Nothing sets off some religious pundits more than "humanism." Humanism is the belief system that tells us humans can come up with a just society without help from a god.

Somehow, and it baffles me how, Christian pundits come up with the notion that we must have divine moral guidance or there will be no morals. There are so many holes in this thinking a truck could pass through.

To begin with, how do we know humans have always been running things and there has never been a god giving us morals or anything else? If gods are products of human minds than morals have come from those same minds. So far as we know, gods come from human minds. If we learn otherwise some day that will change things. But that is what we know now.

So where did humans get these rules commonly attributed to gods? There is only one place. Their collective experience. Every generation of humans has had to figure out, not only how to get food and shelter, but how to keep from stealing and killing each other. It's obvious some of the earliest humans, 200,000 to 300,000 years ago realized they needed teamwork to collect food and bring down large animals. If there were groups who did not figure this out they are long dead and forgotten.

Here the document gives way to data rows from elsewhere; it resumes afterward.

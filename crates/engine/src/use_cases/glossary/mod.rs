//! Glossary use cases.
//!
//! Each character keeps its own glossary. Keywords are unique per character,
//! compared case-insensitively.

use std::sync::Arc;

use spiritdice_domain::{CharacterId, Definition, DomainError, GlossaryTerm, GlossaryTermId, Keyword};

use crate::infrastructure::ports::{CharacterRepo, GlossaryRepo, RepoError};

#[derive(Debug, thiserror::Error)]
pub enum GlossaryError {
    #[error("Glossary term not found: {0}")]
    NotFound(GlossaryTermId),
    #[error("Character not found: {0}")]
    CharacterNotFound(CharacterId),
    #[error("Keyword already defined: {0}")]
    DuplicateKeyword(String),
    #[error(transparent)]
    Validation(#[from] DomainError),
    #[error("Repository error: {0}")]
    Repo(#[from] RepoError),
}

#[derive(Debug, Clone, Default)]
pub struct UpdateGlossaryTermInput {
    pub keyword: Option<String>,
    pub definition: Option<String>,
}

pub struct GlossaryOps {
    characters: Arc<dyn CharacterRepo>,
    glossary: Arc<dyn GlossaryRepo>,
}

impl GlossaryOps {
    pub fn new(characters: Arc<dyn CharacterRepo>, glossary: Arc<dyn GlossaryRepo>) -> Self {
        Self {
            characters,
            glossary,
        }
    }

    pub async fn list(&self, character_id: CharacterId) -> Result<Vec<GlossaryTerm>, GlossaryError> {
        Ok(self.glossary.list_for_character(character_id).await?)
    }

    pub async fn create(
        &self,
        character_id: CharacterId,
        keyword: String,
        definition: String,
    ) -> Result<GlossaryTerm, GlossaryError> {
        let keyword = Keyword::new(keyword)?;
        let definition = Definition::new(definition)?;

        if self.characters.get(character_id).await?.is_none() {
            return Err(GlossaryError::CharacterNotFound(character_id));
        }
        self.ensure_unique(character_id, &keyword, None).await?;

        let term = GlossaryTerm::new(character_id, keyword, definition);
        self.glossary.save(&term).await?;
        tracing::debug!(
            character_id = %character_id,
            keyword = %term.keyword(),
            "Glossary term created"
        );
        Ok(term)
    }

    pub async fn update(
        &self,
        id: GlossaryTermId,
        input: UpdateGlossaryTermInput,
    ) -> Result<GlossaryTerm, GlossaryError> {
        let keyword = input.keyword.map(Keyword::new).transpose()?;
        let definition = input.definition.map(Definition::new).transpose()?;

        let mut term = self
            .glossary
            .get(id)
            .await?
            .ok_or(GlossaryError::NotFound(id))?;

        if let Some(keyword) = keyword {
            self.ensure_unique(term.character_id(), &keyword, Some(id))
                .await?;
            term.set_keyword(keyword);
        }
        if let Some(definition) = definition {
            term.set_definition(definition);
        }
        self.glossary.save(&term).await?;
        Ok(term)
    }

    pub async fn delete(&self, id: GlossaryTermId) -> Result<(), GlossaryError> {
        match self.glossary.delete(id).await {
            Ok(()) => Ok(()),
            Err(e) if e.is_not_found() => Err(GlossaryError::NotFound(id)),
            Err(e) => Err(e.into()),
        }
    }

    async fn ensure_unique(
        &self,
        character_id: CharacterId,
        keyword: &Keyword,
        except: Option<GlossaryTermId>,
    ) -> Result<(), GlossaryError> {
        let taken = self
            .glossary
            .list_for_character(character_id)
            .await?
            .iter()
            .any(|t| Some(t.id()) != except && t.matches_keyword(keyword.as_str()));
        if taken {
            return Err(GlossaryError::DuplicateKeyword(keyword.to_string()));
        }
        Ok(())
    }
}

#[cfg(test)]
mod tests {
    use super::*;
    use crate::infrastructure::memory::InMemoryRepositories;
    use chrono::Utc;
    use spiritdice_domain::{Character, CharacterName, Level, PathName};

    async fn fixture() -> (GlossaryOps, CharacterId) {
        let repos = InMemoryRepositories::new();
        let character = Character::new(
            CharacterName::new("R'aan Fames").unwrap(),
            PathName::new("Path of Gluttony").unwrap(),
            Level::new(8).unwrap(),
            Utc::now(),
        );
        repos.character.save(&character).await.unwrap();
        (
            GlossaryOps::new(repos.character.clone(), repos.glossary.clone()),
            character.id(),
        )
    }

    #[tokio::test]
    async fn create_list_and_delete() {
        let (ops, owner) = fixture().await;
        let term = ops
            .create(owner, "Hunger".into(), "Accumulated appetite".into())
            .await
            .unwrap();
        ops.create(owner, "Aura".into(), "Visible spirit".into())
            .await
            .unwrap();

        let keywords: Vec<String> = ops
            .list(owner)
            .await
            .unwrap()
            .iter()
            .map(|t| t.keyword().to_string())
            .collect();
        assert_eq!(keywords, vec!["Aura", "Hunger"]);

        ops.delete(term.id()).await.unwrap();
        assert_eq!(ops.list(owner).await.unwrap().len(), 1);
        assert!(matches!(
            ops.delete(term.id()).await,
            Err(GlossaryError::NotFound(_))
        ));
    }

    #[tokio::test]
    async fn keywords_are_unique_per_character() {
        let (ops, owner) = fixture().await;
        ops.create(owner, "Hunger".into(), "first".into())
            .await
            .unwrap();
        assert!(matches!(
            ops.create(owner, " hunger ".into(), "second".into()).await,
            Err(GlossaryError::DuplicateKeyword(_))
        ));
    }

    #[tokio::test]
    async fn update_may_keep_own_keyword() {
        let (ops, owner) = fixture().await;
        let term = ops
            .create(owner, "Hunger".into(), "first".into())
            .await
            .unwrap();
        let other = ops
            .create(owner, "Aura".into(), "second".into())
            .await
            .unwrap();

        let updated = ops
            .update(
                term.id(),
                UpdateGlossaryTermInput {
                    keyword: Some("HUNGER".into()),
                    definition: Some("revised".into()),
                },
            )
            .await
            .unwrap();
        assert_eq!(updated.keyword().as_str(), "HUNGER");
        assert_eq!(updated.definition().as_str(), "revised");

        assert!(matches!(
            ops.update(
                other.id(),
                UpdateGlossaryTermInput {
                    keyword: Some("hunger".into()),
                    ..Default::default()
                },
            )
            .await,
            Err(GlossaryError::DuplicateKeyword(_))
        ));
    }

    #[tokio::test]
    async fn rejects_blank_input_and_unknown_owner() {
        let (ops, owner) = fixture().await;
        assert!(matches!(
            ops.create(owner, "".into(), "text".into()).await,
            Err(GlossaryError::Validation(_))
        ));
        assert!(matches!(
            ops.create(CharacterId::new(), "Aura".into(), "text".into())
                .await,
            Err(GlossaryError::CharacterNotFound(_))
        ));
    }
}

For at least 95% of the time humans have existed, there was no Jewish or Christian god. IT seems to me we can conclude God is not necessary for humans to do just fine.

Comments

  1. If I have followed your line of argument correctly, you seem to have patched together some kind of natural law morality. loosely speaking. In other words, you seem to think that there is some universal "moral law" that humans have somehow "discovered" along the way. Some sense of justice/morality that would mitigate our tendency to murder, steal, lie, etc. In this regard, one of the two big modern political thinkers (Hobbes) postulated an amoral pre-social war of all against all. When that didn't work out too well, early humans decided to enter into a social contract in which they agreed to give up their natural liberty, enter into society and put someone in charge with power to keep them true to the "deal". If you stop to think about it, you can see that this philosophy, generally, is quite prominent in modern jurisprudence. Then there is Locke (who by the way, absorbed quite a bit of Hobbes) who demurred, holding that we had some real sense of the natural moral law before entering into the social contract. In my view both are quite wrong. The social contract is an artificial model superimposed on the reality of early human society which, in fact, was quite different from a bunch of solitary individuals entering into some sort of mutually beneficial "deal" (a model that economists find quite congenial, fitting well with their ideology). In any case, the reality seems to be thus: early human societies were notably sacerdotal, filled with awe, with some sense of transcendence, tradition, and were naturally social (e.g. even the Neanderthals believed in some sort of afterlife). (which not to say that such societies were necessarily peaceful, kind and gentle: old Hobbes does have a point there). All of which is a long winded way of arguing that there was some sense of a transcendent morality from the get go. And that whether or not that there was a Christian or Jewish God from the beginning is irrelevant, adding nothing of significance to your argument, one way or the other.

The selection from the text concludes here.